- Exercise instructions -
Return the entries exactly as they appear.

────────────────────

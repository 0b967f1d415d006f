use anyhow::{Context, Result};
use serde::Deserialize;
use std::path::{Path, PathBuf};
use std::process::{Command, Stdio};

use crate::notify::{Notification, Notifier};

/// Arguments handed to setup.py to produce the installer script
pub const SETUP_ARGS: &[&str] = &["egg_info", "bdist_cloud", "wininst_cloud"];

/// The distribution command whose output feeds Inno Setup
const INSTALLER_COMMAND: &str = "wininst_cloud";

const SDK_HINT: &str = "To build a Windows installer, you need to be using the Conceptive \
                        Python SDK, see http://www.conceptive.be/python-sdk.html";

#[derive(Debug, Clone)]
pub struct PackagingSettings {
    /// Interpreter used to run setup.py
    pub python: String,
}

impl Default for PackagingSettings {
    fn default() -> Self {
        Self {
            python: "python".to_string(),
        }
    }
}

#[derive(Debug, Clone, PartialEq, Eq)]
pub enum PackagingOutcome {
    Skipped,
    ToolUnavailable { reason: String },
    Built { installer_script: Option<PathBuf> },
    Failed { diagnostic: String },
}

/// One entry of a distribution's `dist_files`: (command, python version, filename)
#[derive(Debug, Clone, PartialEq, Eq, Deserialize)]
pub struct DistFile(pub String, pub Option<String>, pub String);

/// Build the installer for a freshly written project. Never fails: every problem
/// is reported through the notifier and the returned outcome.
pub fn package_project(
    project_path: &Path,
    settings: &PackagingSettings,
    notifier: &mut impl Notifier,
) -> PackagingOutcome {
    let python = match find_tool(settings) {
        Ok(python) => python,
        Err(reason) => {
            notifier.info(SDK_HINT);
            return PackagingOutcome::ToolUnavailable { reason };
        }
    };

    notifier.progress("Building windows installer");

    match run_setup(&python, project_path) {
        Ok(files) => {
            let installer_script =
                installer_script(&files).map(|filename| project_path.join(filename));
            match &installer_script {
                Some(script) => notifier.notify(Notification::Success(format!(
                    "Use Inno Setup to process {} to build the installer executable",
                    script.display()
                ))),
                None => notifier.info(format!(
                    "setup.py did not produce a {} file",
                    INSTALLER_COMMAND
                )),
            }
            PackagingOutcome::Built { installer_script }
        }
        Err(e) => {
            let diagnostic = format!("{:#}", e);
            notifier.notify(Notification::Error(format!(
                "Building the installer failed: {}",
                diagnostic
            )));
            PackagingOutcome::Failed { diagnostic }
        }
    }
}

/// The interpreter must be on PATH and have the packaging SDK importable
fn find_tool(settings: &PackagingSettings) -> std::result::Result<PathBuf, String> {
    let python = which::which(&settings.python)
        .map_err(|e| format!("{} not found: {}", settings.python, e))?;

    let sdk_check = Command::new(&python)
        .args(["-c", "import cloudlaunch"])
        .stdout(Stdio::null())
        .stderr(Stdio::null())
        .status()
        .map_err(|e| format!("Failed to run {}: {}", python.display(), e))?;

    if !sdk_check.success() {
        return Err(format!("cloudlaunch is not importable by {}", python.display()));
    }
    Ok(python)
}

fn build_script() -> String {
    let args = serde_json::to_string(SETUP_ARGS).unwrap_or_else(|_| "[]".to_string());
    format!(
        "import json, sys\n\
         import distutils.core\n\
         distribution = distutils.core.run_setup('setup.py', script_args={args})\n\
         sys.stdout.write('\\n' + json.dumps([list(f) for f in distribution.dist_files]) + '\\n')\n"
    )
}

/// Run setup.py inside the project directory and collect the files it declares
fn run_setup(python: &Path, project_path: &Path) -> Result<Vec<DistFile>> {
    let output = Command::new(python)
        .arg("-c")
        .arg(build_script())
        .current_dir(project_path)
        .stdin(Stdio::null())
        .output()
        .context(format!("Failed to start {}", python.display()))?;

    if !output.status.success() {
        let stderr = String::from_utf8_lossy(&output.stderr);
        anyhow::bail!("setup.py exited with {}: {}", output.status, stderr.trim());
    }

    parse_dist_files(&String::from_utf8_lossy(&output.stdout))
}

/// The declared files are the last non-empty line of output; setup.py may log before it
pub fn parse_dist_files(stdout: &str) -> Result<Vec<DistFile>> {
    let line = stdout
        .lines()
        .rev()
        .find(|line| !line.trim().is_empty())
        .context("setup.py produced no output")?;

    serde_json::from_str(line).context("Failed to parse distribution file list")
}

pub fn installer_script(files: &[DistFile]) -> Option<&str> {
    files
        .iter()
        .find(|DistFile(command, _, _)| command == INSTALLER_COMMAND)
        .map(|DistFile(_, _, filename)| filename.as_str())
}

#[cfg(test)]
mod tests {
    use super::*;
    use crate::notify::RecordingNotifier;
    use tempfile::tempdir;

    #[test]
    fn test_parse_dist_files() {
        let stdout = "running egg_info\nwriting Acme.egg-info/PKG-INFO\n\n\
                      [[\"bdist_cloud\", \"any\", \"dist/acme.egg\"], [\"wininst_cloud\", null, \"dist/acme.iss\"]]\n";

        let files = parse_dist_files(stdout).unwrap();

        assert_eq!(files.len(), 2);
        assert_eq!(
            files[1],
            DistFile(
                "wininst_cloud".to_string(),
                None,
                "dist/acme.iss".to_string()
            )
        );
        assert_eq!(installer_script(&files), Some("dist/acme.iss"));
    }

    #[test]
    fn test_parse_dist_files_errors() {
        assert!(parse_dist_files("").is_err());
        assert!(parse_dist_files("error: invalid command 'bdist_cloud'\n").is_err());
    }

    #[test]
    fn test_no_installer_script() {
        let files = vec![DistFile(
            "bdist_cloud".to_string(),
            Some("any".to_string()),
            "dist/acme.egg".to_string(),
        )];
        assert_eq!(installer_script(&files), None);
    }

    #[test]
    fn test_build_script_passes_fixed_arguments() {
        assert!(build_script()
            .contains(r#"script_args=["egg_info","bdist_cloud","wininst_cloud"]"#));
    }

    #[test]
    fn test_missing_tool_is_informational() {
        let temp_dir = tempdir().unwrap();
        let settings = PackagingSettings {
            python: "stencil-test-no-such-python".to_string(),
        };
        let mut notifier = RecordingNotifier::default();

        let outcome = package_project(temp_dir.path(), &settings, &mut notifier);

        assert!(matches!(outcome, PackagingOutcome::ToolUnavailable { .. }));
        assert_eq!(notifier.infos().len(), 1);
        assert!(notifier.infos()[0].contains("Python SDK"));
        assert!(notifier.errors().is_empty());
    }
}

────────────────────

- Output of the task -
repository 0b967f1d415d006f
use anyhow::{Context, Result};
use serde::Deserialize;
use std::path::{Path, PathBuf};
use std::process::{Command, Stdio};

use crate::notify::{Notification, Notifier};

/// Arguments handed to setup.py to produce the installer script
pub const SETUP_ARGS: &[&str] = &["egg_info", "bdist_cloud", "wininst_cloud"];

/// The distribution command whose output feeds Inno Setup
const INSTALLER_COMMAND: &str = "wininst_cloud";

const SDK_HINT: &str = "To build a Windows installer, you need to be using the Conceptive \
                        Python SDK, see http://www.conceptive.be/python-sdk.html";

#[derive(Debug, Clone)]
pub struct PackagingSettings {
    /// Interpreter used to run setup.py
    pub python: String,
}

impl Default for PackagingSettings {
    fn default() -> Self {
        Self {
            python: "python".to_string(),
        }
    }
}

#[derive(Debug, Clone, PartialEq, Eq)]
pub enum PackagingOutcome {
    Skipped,
    ToolUnavailable { reason: String },
    Built { installer_script: Option<PathBuf> },
    Failed { diagnostic: String },
}

/// One entry of a distribution's `dist_files`: (command, python version, filename)
#[derive(Debug, Clone, PartialEq, Eq, Deserialize)]
pub struct DistFile(pub String, pub Option<String>, pub String);

/// Build the installer for a freshly written project. Never fails: every problem
/// is reported through the notifier and the returned outcome.
pub fn package_project(
    project_path: &Path,
    settings: &PackagingSettings,
    notifier: &mut impl Notifier,
) -> PackagingOutcome {
    let python = match find_tool(settings) {
        Ok(python) => python,
        Err(reason) => {
            notifier.info(SDK_HINT);
            return PackagingOutcome::ToolUnavailable { reason };
        }
    };

    notifier.progress("Building windows installer");

    match run_setup(&python, project_path) {
        Ok(files) => {
            let installer_script =
                installer_script(&files).map(|filename| project_path.join(filename));
            match &installer_script {
                Some(script) => notifier.notify(Notification::Success(format!(
                    "Use Inno Setup to process {} to build the installer executable",
                    script.display()
                ))),
                None => notifier.info(format!(
                    "setup.py did not produce a {} file",
                    INSTALLER_COMMAND
                )),
            }
            PackagingOutcome::Built { installer_script }
        }
        Err(e) => {
            let diagnostic = format!("{:#}", e);
            notifier.notify(Notification::Error(format!(
                "Building the installer failed: {}",
                diagnostic
            )));
            PackagingOutcome::Failed { diagnostic }
        }
    }
}

/// The interpreter must be on PATH and have the packaging SDK importable
fn find_tool(settings: &PackagingSettings) -> std::result::Result<PathBuf, String> {
    let python = which::which(&settings.python)
        .map_err(|e| format!("{} not found: {}", settings.python, e))?;

    let sdk_check = Command::new(&python)
        .args(["-c", "import cloudlaunch"])
        .stdout(Stdio::null())
        .stderr(Stdio::null())
        .status()
        .map_err(|e| format!("Failed to run {}: {}", python.display(), e))?;

    if !sdk_check.success() {
        return Err(format!("cloudlaunch is not importable by {}", python.display()));
    }
    Ok(python)
}

fn build_script() -> String {
    let args = serde_json::to_string(SETUP_ARGS).unwrap_or_else(|_| "[]".to_string());
    format!(
        "import json, sys\n\
         import distutils.core\n\
         distribution = distutils.core.run_setup('setup.py', script_args={args})\n\
         sys.stdout.write('\\n' + json.dumps([list(f) for f in distribution.dist_files]) + '\\n')\n"
    )
}

/// Run setup.py inside the project directory and collect the files it declares
fn run_setup(python: &Path, project_path: &Path) -> Result<Vec<DistFile>> {
    let output = Command::new(python)
        .arg("-c")
        .arg(build_script())
        .current_dir(project_path)
        .stdin(Stdio::null())
        .output()
        .context(format!("Failed to start {}", python.display()))?;

    if !output.status.success() {
        let stderr = String::from_utf8_lossy(&output.stderr);
        anyhow::bail!("setup.py exited with {}: {}", output.status, stderr.trim());
    }

    parse_dist_files(&String::from_utf8_lossy(&output.stdout))
}

/// The declared files are the last non-empty line of output; setup.py may log before it
pub fn parse_dist_files(stdout: &str) -> Result<Vec<DistFile>> {
    let line = stdout
        .lines()
        .rev()
        .find(|line| !line.trim().is_empty())
        .context("setup.py produced no output")?;

    serde_json::from_str(line).context("Failed to parse distribution file list")
}

pub fn installer_script(files: &[DistFile]) -> Option<&str> {
    files
        .iter()
        .find(|DistFile(command, _, _)| command == INSTALLER_COMMAND)
        .map(|DistFile(_, _, filename)| filename.as_str())
}

#[cfg(test)]
mod tests {
    use super::*;
    use crate::notify::RecordingNotifier;
    use tempfile::tempdir;

    #[test]
    fn test_parse_dist_files() {
        let stdout = "running egg_info\nwriting Acme.egg-info/PKG-INFO\n\n\
                      [[\"bdist_cloud\", \"any\", \"dist/acme.egg\"], [\"wininst_cloud\", null, \"dist/acme.iss\"]]\n";

        let files = parse_dist_files(stdout).unwrap();

        assert_eq!(files.len(), 2);
        assert_eq!(
            files[1],
            DistFile(
                "wininst_cloud".to_string(),
                None,
                "dist/acme.iss".to_string()
            )
        );
        assert_eq!(installer_script(&files), Some("dist/acme.iss"));
    }

    #[test]
    fn test_parse_dist_files_errors() {
        assert!(parse_dist_files("").is_err());
        assert!(parse_dist_files("error: invalid command 'bdist_cloud'\n").is_err());
    }

    #[test]
    fn test_no_installer_script() {
        let files = vec![DistFile(
            "bdist_cloud".to_string(),
            Some("any".to_string()),
            "dist/acme.egg".to_string(),
        )];
        assert_eq!(installer_script(&files), None);
    }

    #[test]
    fn test_build_script_passes_fixed_arguments() {
        assert!(build_script()
            .contains(r#"script_args=["egg_info","bdist_cloud","wininst_cloud"]"#));
    }

    #[test]
    fn test_missing_tool_is_informational() {
        let temp_dir = tempdir().unwrap();
        let settings = PackagingSettings {
            python: "stencil-test-no-such-python".to_string(),
        };
        let mut notifier = RecordingNotifier::default();

        let outcome = package_project(temp_dir.path(), &settings, &mut notifier);

        assert!(matches!(outcome, PackagingOutcome::ToolUnavailable { .. }));
        assert_eq!(notifier.infos().len(), 1);
        assert!(notifier.infos()[0].contains("Python SDK"));
        assert!(notifier.errors().is_empty());
    }
}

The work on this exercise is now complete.